Un rêve né dans son propre quartier
C’est à Karpala, son quartier d’enfance, que tout a commencé. « Je voulais que le premier exemple parte d’ici, afin qu’il inspire d’autres communes », explique-t-il. Le choix du lieu n’a pas été anodin : le terrain, autrefois redouté des habitants, servait de décharge. « Personne n’osait traverser ici la nuit », se souvient M. Komi.

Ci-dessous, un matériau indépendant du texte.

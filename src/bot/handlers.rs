use anyhow::Result;
use serenity::{
    builder::{
        CreateEmbed, CreateInteractionResponse, CreateInteractionResponseFollowup,
        CreateInteractionResponseMessage,
    },
    model::{application::CommandInteraction, id::GuildId},
    prelude::Context,
};
use songbird::Call;
use std::sync::Arc;
use tokio::sync::Mutex;
use tracing::info;

use crate::{
    audio::queue::{LoopMode, SkipVerdict, Track},
    bot::ResonanceBot,
    ui::embeds,
};

/// Maneja comandos slash
pub async fn handle_command(
    ctx: &Context,
    command: CommandInteraction,
    bot: &ResonanceBot,
) -> Result<()> {
    let guild_id = command
        .guild_id
        .ok_or_else(|| anyhow::anyhow!("Comando usado fuera de un servidor"))?;

    info!(
        "📝 Comando /{} usado por {} en guild {}",
        command.data.name, command.user.name, guild_id
    );

    match command.data.name.as_str() {
        "play" => handle_play(ctx, command, bot, guild_id).await?,
        "skip" => handle_skip(ctx, command, bot, guild_id).await?,
        "stop" => handle_stop(ctx, command, bot, guild_id).await?,
        "pause" => handle_pause(ctx, command, bot, guild_id).await?,
        "resume" => handle_resume(ctx, command, bot, guild_id).await?,
        "queue" => handle_queue(ctx, command, bot, guild_id).await?,
        "nowplaying" => handle_nowplaying(ctx, command, bot, guild_id).await?,
        "remove" => handle_remove(ctx, command, bot, guild_id).await?,
        "shuffle" => handle_shuffle(ctx, command, bot, guild_id).await?,
        "clear" => handle_clear(ctx, command, bot, guild_id).await?,
        "loop" => handle_loop(ctx, command, bot, guild_id).await?,
        "volume" => handle_volume(ctx, command, bot, guild_id).await?,
        "join" => handle_join(ctx, command, bot, guild_id).await?,
        "leave" => handle_leave(ctx, command, bot, guild_id).await?,
        "stay" => handle_stay(ctx, command, bot, guild_id).await?,
        "cachestats" => handle_cachestats(ctx, command, bot).await?,
        "cacheclear" => handle_cacheclear(ctx, command, bot).await?,
        "help" => handle_help(ctx, command).await?,
        _ => {
            respond_ephemeral(ctx, &command, "❌ Comando no reconocido").await?;
        }
    }

    Ok(())
}

// --- Respuestas ---

async fn respond_text(ctx: &Context, command: &CommandInteraction, content: &str) -> Result<()> {
    command
        .create_response(
            &ctx.http,
            CreateInteractionResponse::Message(
                CreateInteractionResponseMessage::new().content(content),
            ),
        )
        .await?;
    Ok(())
}

async fn respond_ephemeral(
    ctx: &Context,
    command: &CommandInteraction,
    content: &str,
) -> Result<()> {
    command
        .create_response(
            &ctx.http,
            CreateInteractionResponse::Message(
                CreateInteractionResponseMessage::new()
                    .content(content)
                    .ephemeral(true),
            ),
        )
        .await?;
    Ok(())
}

async fn respond_embed(
    ctx: &Context,
    command: &CommandInteraction,
    embed: CreateEmbed,
) -> Result<()> {
    command
        .create_response(
            &ctx.http,
            CreateInteractionResponse::Message(
                CreateInteractionResponseMessage::new().embed(embed),
            ),
        )
        .await?;
    Ok(())
}

// --- Utilidades de voz ---

/// Canal de voz donde está el usuario, si está en alguno
fn user_voice_channel(
    ctx: &Context,
    guild_id: GuildId,
    user_id: serenity::model::id::UserId,
) -> Option<serenity::model::id::ChannelId> {
    let guild = ctx.cache.guild(guild_id)?;
    guild
        .voice_states
        .get(&user_id)
        .and_then(|vs| vs.channel_id)
}

/// Cuenta los miembros no-bot en el canal de voz del bot
fn count_listeners(ctx: &Context, guild_id: GuildId) -> usize {
    let Some(guild) = ctx.cache.guild(guild_id) else {
        return 0;
    };
    let bot_id = ctx.cache.current_user().id;
    let Some(bot_channel) = guild
        .voice_states
        .get(&bot_id)
        .and_then(|vs| vs.channel_id)
    else {
        return 0;
    };

    guild
        .voice_states
        .values()
        .filter(|vs| vs.channel_id == Some(bot_channel))
        .filter(|vs| vs.user_id != bot_id)
        .filter(|vs| vs.member.as_ref().map_or(true, |m| !m.user.bot))
        .count()
}

/// Devuelve la conexión de voz de la guild, uniéndose al canal del usuario
/// si todavía no hay una.
async fn ensure_connected(
    ctx: &Context,
    command: &CommandInteraction,
    bot: &ResonanceBot,
    guild_id: GuildId,
) -> Result<Option<Arc<Mutex<Call>>>> {
    if let Some(call) = bot.get_voice_handler(guild_id) {
        // La conexión pudo morir sin que el handler se limpiara todavía
        let connected = { call.lock().await.current_connection().is_some() };
        if connected {
            return Ok(Some(call));
        }
    }

    match user_voice_channel(ctx, guild_id, command.user.id) {
        Some(channel_id) => {
            let call = bot.join_voice_channel(ctx, guild_id, channel_id).await?;

            // Aplicar el volumen persistido de la guild a la cola nueva
            if let Some(volume) = bot.settings.lock().await.volume(guild_id.get()) {
                bot.player.set_volume(guild_id, volume);
            }

            Ok(Some(call))
        }
        None => Ok(None),
    }
}

// --- Handlers ---

async fn handle_play(
    ctx: &Context,
    command: CommandInteraction,
    bot: &ResonanceBot,
    guild_id: GuildId,
) -> Result<()> {
    let Some(query) = command
        .data
        .options
        .iter()
        .find(|o| o.name == "query")
        .and_then(|o| o.value.as_str())
        .map(str::to_string)
    else {
        respond_ephemeral(ctx, &command, "❌ Falta el término de búsqueda").await?;
        return Ok(());
    };
    let play_top = command
        .data
        .options
        .iter()
        .find(|o| o.name == "next")
        .and_then(|o| o.value.as_bool())
        .unwrap_or(false);

    // Resolver metadatos y descargar puede tardar más que la ventana de
    // respuesta de Discord
    command.defer(&ctx.http).await?;

    let Some(call) = ensure_connected(ctx, &command, bot, guild_id).await? else {
        command
            .create_followup(
                &ctx.http,
                CreateInteractionResponseFollowup::new()
                    .content("🔇 Necesitas estar en un canal de voz"),
            )
            .await?;
        return Ok(());
    };

    let track = Track::from_request(&query, command.user.id);
    let was_playing = bot.player.is_playing(guild_id).await;

    match bot.player.play(guild_id, track.clone(), call, play_top).await {
        Ok(position) => {
            let embed = if was_playing {
                embeds::create_track_added_embed(&track, position)
            } else if let Some(now) = bot.player.now_playing(guild_id) {
                embeds::create_now_playing_embed(&now)
            } else {
                embeds::create_error_embed("No se pudo reproducir la pista")
            };
            command
                .create_followup(&ctx.http, CreateInteractionResponseFollowup::new().embed(embed))
                .await?;
        }
        Err(e) => {
            command
                .create_followup(
                    &ctx.http,
                    CreateInteractionResponseFollowup::new()
                        .embed(embeds::create_error_embed(&e.to_string())),
                )
                .await?;
        }
    }

    Ok(())
}

async fn handle_skip(
    ctx: &Context,
    command: CommandInteraction,
    bot: &ResonanceBot,
    guild_id: GuildId,
) -> Result<()> {
    if bot.player.now_playing(guild_id).is_none() {
        respond_ephemeral(ctx, &command, "📭 No hay nada sonando").await?;
        return Ok(());
    }

    let listeners = count_listeners(ctx, guild_id);
    match bot.player.vote_skip(guild_id, command.user.id, listeners) {
        SkipVerdict::Passed => {
            bot.player.skip(guild_id);
            respond_text(ctx, &command, "⏭️ Pista saltada").await?;
        }
        SkipVerdict::Pending { votes, needed } => {
            respond_text(
                ctx,
                &command,
                &format!("🗳️ Voto de salto: **{}/{}** votos", votes, needed),
            )
            .await?;
        }
    }

    Ok(())
}

async fn handle_stop(
    ctx: &Context,
    command: CommandInteraction,
    bot: &ResonanceBot,
    guild_id: GuildId,
) -> Result<()> {
    bot.player.stop(guild_id);
    respond_text(ctx, &command, "⏹️ Reproducción detenida y cola limpiada").await
}

async fn handle_pause(
    ctx: &Context,
    command: CommandInteraction,
    bot: &ResonanceBot,
    guild_id: GuildId,
) -> Result<()> {
    bot.player.pause(guild_id);
    respond_text(ctx, &command, "⏸️ Pausado").await
}

async fn handle_resume(
    ctx: &Context,
    command: CommandInteraction,
    bot: &ResonanceBot,
    guild_id: GuildId,
) -> Result<()> {
    bot.player.resume(guild_id);
    respond_text(ctx, &command, "▶️ Reanudado").await
}

async fn handle_queue(
    ctx: &Context,
    command: CommandInteraction,
    bot: &ResonanceBot,
    guild_id: GuildId,
) -> Result<()> {
    let page = command
        .data
        .options
        .iter()
        .find(|o| o.name == "page")
        .and_then(|o| o.value.as_i64())
        .map(|p| p.max(1) as usize)
        .unwrap_or(1);

    let snapshot = bot.player.queue_snapshot(guild_id);
    respond_embed(ctx, &command, embeds::create_queue_embed(&snapshot, page)).await
}

async fn handle_nowplaying(
    ctx: &Context,
    command: CommandInteraction,
    bot: &ResonanceBot,
    guild_id: GuildId,
) -> Result<()> {
    match bot.player.now_playing(guild_id) {
        Some(track) => respond_embed(ctx, &command, embeds::create_now_playing_embed(&track)).await,
        None => respond_ephemeral(ctx, &command, "📭 No hay nada sonando").await,
    }
}

async fn handle_remove(
    ctx: &Context,
    command: CommandInteraction,
    bot: &ResonanceBot,
    guild_id: GuildId,
) -> Result<()> {
    let Some(position) = command
        .data
        .options
        .iter()
        .find(|o| o.name == "position")
        .and_then(|o| o.value.as_i64())
        .filter(|p| *p >= 1)
    else {
        respond_ephemeral(ctx, &command, "❌ Posición inválida").await?;
        return Ok(());
    };

    // El comando es 1-indexado; la cola interna es 0-indexada
    match bot.player.remove(guild_id, (position - 1) as usize) {
        Some(track) => {
            respond_text(ctx, &command, &format!("🗑️ Eliminado: **{}**", track.title)).await
        }
        None => {
            respond_ephemeral(
                ctx,
                &command,
                &format!("❌ No hay pista en la posición {}", position),
            )
            .await
        }
    }
}

async fn handle_shuffle(
    ctx: &Context,
    command: CommandInteraction,
    bot: &ResonanceBot,
    guild_id: GuildId,
) -> Result<()> {
    bot.player.shuffle(guild_id);
    respond_text(ctx, &command, "🔀 Cola barajada").await
}

async fn handle_clear(
    ctx: &Context,
    command: CommandInteraction,
    bot: &ResonanceBot,
    guild_id: GuildId,
) -> Result<()> {
    bot.player.clear(guild_id);
    respond_text(ctx, &command, "🗑️ Cola vaciada").await
}

async fn handle_loop(
    ctx: &Context,
    command: CommandInteraction,
    bot: &ResonanceBot,
    guild_id: GuildId,
) -> Result<()> {
    let mode = bot.player.cycle_loop_mode(guild_id);
    let label = match mode {
        LoopMode::Off => "➡️ Repetición desactivada",
        LoopMode::Track => "🔂 Repitiendo la pista actual",
        LoopMode::Queue => "🔁 Repitiendo la cola",
    };
    respond_text(ctx, &command, label).await
}

async fn handle_volume(
    ctx: &Context,
    command: CommandInteraction,
    bot: &ResonanceBot,
    guild_id: GuildId,
) -> Result<()> {
    let Some(percent) = command
        .data
        .options
        .iter()
        .find(|o| o.name == "percent")
        .and_then(|o| o.value.as_i64())
    else {
        respond_ephemeral(ctx, &command, "❌ Falta el porcentaje").await?;
        return Ok(());
    };

    let volume = bot
        .player
        .set_volume(guild_id, percent.clamp(0, 100) as f32 / 100.0);

    // Persistir como volumen por defecto de la guild
    bot.settings
        .lock()
        .await
        .set_volume(guild_id.get(), volume)
        .await?;

    respond_text(
        ctx,
        &command,
        &format!("🔊 Volumen: **{}%**", (volume * 100.0) as u8),
    )
    .await
}

async fn handle_join(
    ctx: &Context,
    command: CommandInteraction,
    bot: &ResonanceBot,
    guild_id: GuildId,
) -> Result<()> {
    match ensure_connected(ctx, &command, bot, guild_id).await? {
        Some(_) => respond_text(ctx, &command, "🔊 Conectado a tu canal de voz").await,
        None => respond_ephemeral(ctx, &command, "🔇 Necesitas estar en un canal de voz").await,
    }
}

async fn handle_leave(
    ctx: &Context,
    command: CommandInteraction,
    bot: &ResonanceBot,
    guild_id: GuildId,
) -> Result<()> {
    bot.player.stop(guild_id);
    bot.leave_voice_channel(ctx, guild_id).await?;
    respond_text(ctx, &command, "👋 Desconectado del canal de voz").await
}

async fn handle_stay(
    ctx: &Context,
    command: CommandInteraction,
    bot: &ResonanceBot,
    guild_id: GuildId,
) -> Result<()> {
    let enabled = bot
        .settings
        .lock()
        .await
        .toggle_stay_connected(guild_id.get())
        .await?;

    let message = if enabled {
        "📌 Modo 24/7 **activado**: me quedaré en el canal de voz"
    } else {
        "💤 Modo 24/7 **desactivado**: me desconectaré tras la inactividad"
    };
    respond_text(ctx, &command, message).await
}

async fn handle_cachestats(
    ctx: &Context,
    command: CommandInteraction,
    bot: &ResonanceBot,
) -> Result<()> {
    let stats = bot.cache.stats().await;
    respond_embed(ctx, &command, embeds::create_cache_stats_embed(&stats)).await
}

async fn handle_cacheclear(
    ctx: &Context,
    command: CommandInteraction,
    bot: &ResonanceBot,
) -> Result<()> {
    let is_admin = command
        .member
        .as_ref()
        .and_then(|m| m.permissions)
        .map_or(false, |p| p.administrator());

    if !is_admin {
        respond_ephemeral(ctx, &command, "🔒 Solo administradores pueden vaciar el caché").await?;
        return Ok(());
    }

    bot.cache.clear_all().await?;
    respond_text(ctx, &command, "🧹 Caché de audio vaciado").await
}

async fn handle_help(ctx: &Context, command: CommandInteraction) -> Result<()> {
    let help = "**🎵 Resonance**\n\
        `/play <query>` — reproduce por URL o búsqueda (`next:true` para ponerla al frente)\n\
        `/skip` — salta la pista (por votación si hay público)\n\
        `/stop` `/pause` `/resume` — control de reproducción\n\
        `/queue [page]` `/nowplaying` — qué suena y qué sigue\n\
        `/remove <position>` `/shuffle` `/clear` — edición de la cola\n\
        `/loop` — off → pista → cola\n\
        `/volume <percent>` — volumen de la guild\n\
        `/join` `/leave` `/stay` — conexión de voz y modo 24/7\n\
        `/cachestats` `/cacheclear` — operación del caché de audio";
    respond_text(ctx, &command, help).await
}
use anyhow::Result;
use serenity::{
    builder::{CreateCommand, CreateCommandOption},
    model::{application::CommandOptionType, id::GuildId},
    prelude::Context,
};

fn all_commands() -> Vec<CreateCommand> {
    vec![
        play_command(),
        skip_command(),
        stop_command(),
        pause_command(),
        resume_command(),
        queue_command(),
        nowplaying_command(),
        remove_command(),
        shuffle_command(),
        clear_command(),
        loop_command(),
        volume_command(),
        join_command(),
        leave_command(),
        stay_command(),
        cachestats_command(),
        cacheclear_command(),
        help_command(),
    ]
}

/// Registra comandos globales
pub async fn register_global_commands(ctx: &Context) -> Result<()> {
    for command in all_commands() {
        ctx.http.create_global_command(&command).await?;
    }

    Ok(())
}

/// Registra comandos para una guild específica (desarrollo)
pub async fn register_guild_commands(ctx: &Context, guild_id: GuildId) -> Result<()> {
    guild_id.set_commands(&ctx.http, all_commands()).await?;

    Ok(())
}

// Comandos de reproducción

fn play_command() -> CreateCommand {
    CreateCommand::new("play")
        .description("Reproduce una canción por URL o búsqueda")
        .add_option(
            CreateCommandOption::new(
                CommandOptionType::String,
                "query",
                "URL o término de búsqueda",
            )
            .required(true),
        )
        .add_option(CreateCommandOption::new(
            CommandOptionType::Boolean,
            "next",
            "Poner al frente de la cola",
        ))
}

fn skip_command() -> CreateCommand {
    CreateCommand::new("skip").description("Salta la pista actual (por votación si hay público)")
}

fn stop_command() -> CreateCommand {
    CreateCommand::new("stop").description("Detiene la reproducción y limpia la cola")
}

fn pause_command() -> CreateCommand {
    CreateCommand::new("pause").description("Pausa la reproducción actual")
}

fn resume_command() -> CreateCommand {
    CreateCommand::new("resume").description("Reanuda la reproducción pausada")
}

// Comandos de cola

fn queue_command() -> CreateCommand {
    CreateCommand::new("queue")
        .description("Muestra la cola de reproducción")
        .add_option(CreateCommandOption::new(
            CommandOptionType::Integer,
            "page",
            "Página a mostrar",
        ))
}

fn nowplaying_command() -> CreateCommand {
    CreateCommand::new("nowplaying").description("Muestra la pista actual")
}

fn remove_command() -> CreateCommand {
    CreateCommand::new("remove")
        .description("Elimina una pista de la cola por posición")
        .add_option(
            CreateCommandOption::new(
                CommandOptionType::Integer,
                "position",
                "Posición en la cola (1 = siguiente)",
            )
            .min_int_value(1)
            .required(true),
        )
}

fn shuffle_command() -> CreateCommand {
    CreateCommand::new("shuffle").description("Baraja las pistas en espera")
}

fn clear_command() -> CreateCommand {
    CreateCommand::new("clear").description("Vacía la cola de reproducción")
}

fn loop_command() -> CreateCommand {
    CreateCommand::new("loop").description("Cicla el modo de repetición: off → pista → cola")
}

fn volume_command() -> CreateCommand {
    CreateCommand::new("volume")
        .description("Ajusta el volumen de la guild")
        .add_option(
            CreateCommandOption::new(
                CommandOptionType::Integer,
                "percent",
                "Volumen de 0 a 100",
            )
            .min_int_value(0)
            .max_int_value(100)
            .required(true),
        )
}

// Comandos de conexión

fn join_command() -> CreateCommand {
    CreateCommand::new("join").description("Conecta el bot a tu canal de voz")
}

fn leave_command() -> CreateCommand {
    CreateCommand::new("leave").description("Desconecta el bot del canal de voz")
}

fn stay_command() -> CreateCommand {
    CreateCommand::new("stay").description("Activa o desactiva el modo 24/7 (no desconectar por inactividad)")
}

// Comandos de operación

fn cachestats_command() -> CreateCommand {
    CreateCommand::new("cachestats").description("Muestra estadísticas del caché de audio")
}

fn cacheclear_command() -> CreateCommand {
    CreateCommand::new("cacheclear")
        .description("Vacía el caché de audio (solo administradores)")
}

fn help_command() -> CreateCommand {
    CreateCommand::new("help").description("Muestra la ayuda del bot")
}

Animé par la conviction que « rien n’est impossible quand on a la volonté », l’artiste a entrepris seul la transformation. Un pari audacieux qui lui a valu scepticisme et incompréhensions au départ : « On m’a traité de tous les noms, mais personne ne comprenait ce que je faisais ici. Aujourd’hui, je réalise un rêve ».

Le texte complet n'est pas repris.